In any cross-section (say at $z = t$), there are 8 (potentially overlapping or degenerate) line segment, one for each corner's tetrahedron, specifically:

\begin{align} y_1 &= t &+ x \\ y_2 &= -t &+ x \\ y_3 &= 1-t &- x \\ y_4 &= 1+t &- x \\ y_5 &= t &- x \\ y_6 &= 2-t &- x \\ y_7 &= -1+t &+ x \\ y_8 &= 1-t &+ x \\ \end{align}

(Just try $t=0$ and $t=1$ to convince yourself these are right)

With this in hand, we can turn to the computer to draw all of these for us for any $z$. Here's an implementation in R showing 25 cross-sections, proceeding right and down:

xx = seq(0, 1, length.out = 100L)
col = c('#e6194b', '#3cb44b', '#ffe119', '#0082c8',
        '#f58231', '#911eb4', '#46f0f0', '#f032e6')
par(mfrow = c(5, 5), mar = c(0, 0, 0, 0), oma = c(0, 0, 0, 0))
t = seq(0, 1, length.out = prod(par('mfrow')))
coef = data.frame(
  t_a = c(0, 0, 1, 1, 0, 2, -1, 1),
  t_b = c(1, -1, -1, 1, 1, -1, 1, -1),
  b = c(1, 1, -1, -1, -1, -1, 1, 1)
)
for (t_i in t) {
  plot(NA, xlim = c(0, 1), ylim = c(0, 1), asp = 1,
       xaxt = 'n', yaxt = 'n', ylab = '', xlab = '', bty = 'n')
  segments(c(0, 0, 1, 1), c(0, 1, 1, 0), c(0, 1, 1, 0), c(1, 1, 0, 0))
  del_t = abs(.5 - t_i)
  polygon(c(.5, del_t, .5, 1 - del_t), c(del_t, .5, 1 - del_t, .5),
          col = '#e6beff', border = NA)
  mtext(side = 3L, sprintf('t = %.2f', t_i), line = -2)
  for (ii in seq_len(nrow(coef))) {
    with(coef[ii, ], {
      yy = t_a + t_b * t_i + b * xx
      idx = yy >= 0 & yy <= 1
      lines(xx[idx], yy[idx], col = col[ii])
    })
  }
}

With output:

The shaded square in the middle is your hole. Each of the 8 colors tracks the internal face of each tetrahedron.

We can also use saveGIF from the animation library to turn this into a gif:

Answer 7

Taking the body diagonal of the cube, you see that the bases of the 2 corner simplices would divide that distance into 3 equal parts. Thus yes, there is a hole.

That hole will have its vertices at the face centers of the cube. Moreover it is defined by the base planes of the 8 corner simplices. Thus it has 8 faces.
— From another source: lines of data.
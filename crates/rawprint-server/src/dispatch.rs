// SPDX-License-Identifier: PMPL-1.0-or-later
// Copyright (c) 2026 Jonathan D.A. Jewell (hyperpolymath) <jonathan.jewell@open.ac.uk>
//
// Authorization and hand-off of an accepted job to the document pipeline.

use std::io::Cursor;
use std::net::IpAddr;

use tokio::io::{AsyncRead, AsyncReadExt};
use tracing::{debug, info};

use rawprint_core::error::Result;
use rawprint_core::types::{IngestReceipt, ParsedJobHeader, QueueId, SubmitterStatus};

use crate::services::{PrintRequest, Services};

/// How a dispatched job ended, as seen from the socket layer.
#[derive(Debug, Clone, PartialEq, Eq)]
pub enum DispatchOutcome {
    /// The client address may not print to the raw queue.  No job exists.
    Denied,
    /// The submitting user is unknown or disabled.
    Refused,
    /// The pipeline ingested the job.
    Ingested(IngestReceipt),
    /// A failure was parked on the request for the pipeline to report.
    Deferred,
}

/// Authorize `peer` and forward the job.
///
/// The pipeline receives `header.raw_header_bytes` followed by the unread
/// remainder of `live`.  Failures after the access check are attached to
/// the request as a deferred error and judged by the pipeline, never
/// returned.  Only a failing access check itself comes back as `Err`.
pub async fn dispatch<S>(
    services: &Services,
    listener_uri: &str,
    peer: IpAddr,
    header: ParsedJobHeader,
    live: &mut S,
) -> Result<DispatchOutcome>
where
    S: AsyncRead + Unpin + Send,
{
    debug_assert!(header.is_dispatchable(), "dispatching an incomplete header");
    let queue = QueueId::raw_print();

    if !services
        .access
        .has_client_ip_access(&queue, listener_uri, peer)?
    {
        debug!(peer = %peer, queue = %queue, "client not allowed on queue");
        return Ok(DispatchOutcome::Denied);
    }

    let session_user = services.sessions.authenticated_user(peer);
    let mut request = PrintRequest::new(
        queue,
        listener_uri.to_owned(),
        peer,
        header.title,
        session_user,
    );

    let mut authorized = false;
    let outcome = match forward(
        services,
        &mut request,
        &mut authorized,
        header.user,
        header.raw_header_bytes,
        live,
    )
    .await
    {
        Ok(Some(receipt)) => {
            info!(
                peer = %peer,
                job_id = %receipt.job_id,
                bytes = receipt.size_bytes,
                title = %request.title,
                "raw print job ingested"
            );
            DispatchOutcome::Ingested(receipt)
        }
        Ok(None) => DispatchOutcome::Refused,
        Err(e) => {
            request.set_deferred_error(e);
            DispatchOutcome::Deferred
        }
    };

    services.pipeline.evaluate_error_state(&request, authorized);
    Ok(outcome)
}

/// Resolve the submitter and, if allowed, stream the job.
///
/// `authorized` is set as soon as the user check passes, so a pipeline
/// failure is still judged as an authorized request.
async fn forward<S>(
    services: &Services,
    request: &mut PrintRequest,
    authorized: &mut bool,
    user: String,
    read_ahead: Vec<u8>,
    live: &mut S,
) -> Result<Option<IngestReceipt>>
where
    S: AsyncRead + Unpin + Send,
{
    let status = services.users.resolve_submitter(&user)?;
    request.requesting_user = Some(user);

    if status != SubmitterStatus::Authorized {
        debug!(
            peer = %request.originator_ip,
            user = ?request.requesting_user,
            status = ?status,
            "submitter not authorized"
        );
        return Ok(None);
    }
    *authorized = true;

    let mut content = Cursor::new(read_ahead).chain(live);
    let receipt = services.pipeline.process(request, &mut content).await?;
    Ok(Some(receipt))
}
Therefore it is the inscribed octahedron.

--- rk

Answer 8

The octahedron hole inside the cube:

$\hspace{3cm}$

Answer 9

Split your cube:

• 1 octahedron in the middle

• 8 regular tetrahedra on each face of the octahedron to obtain a stellated octahedron:

• 12 tetrahedra (green) between adjacent pairs of regular tetrahedra (blue) to obtain a cube:

Split your tetrahedra:

• Notice that the tetrahedron you describe is the union of one blue tetrahedron and 3 green tetrahedra.

• Each blue tetrahedron is used once.

• Each green tetrahedron is used twice.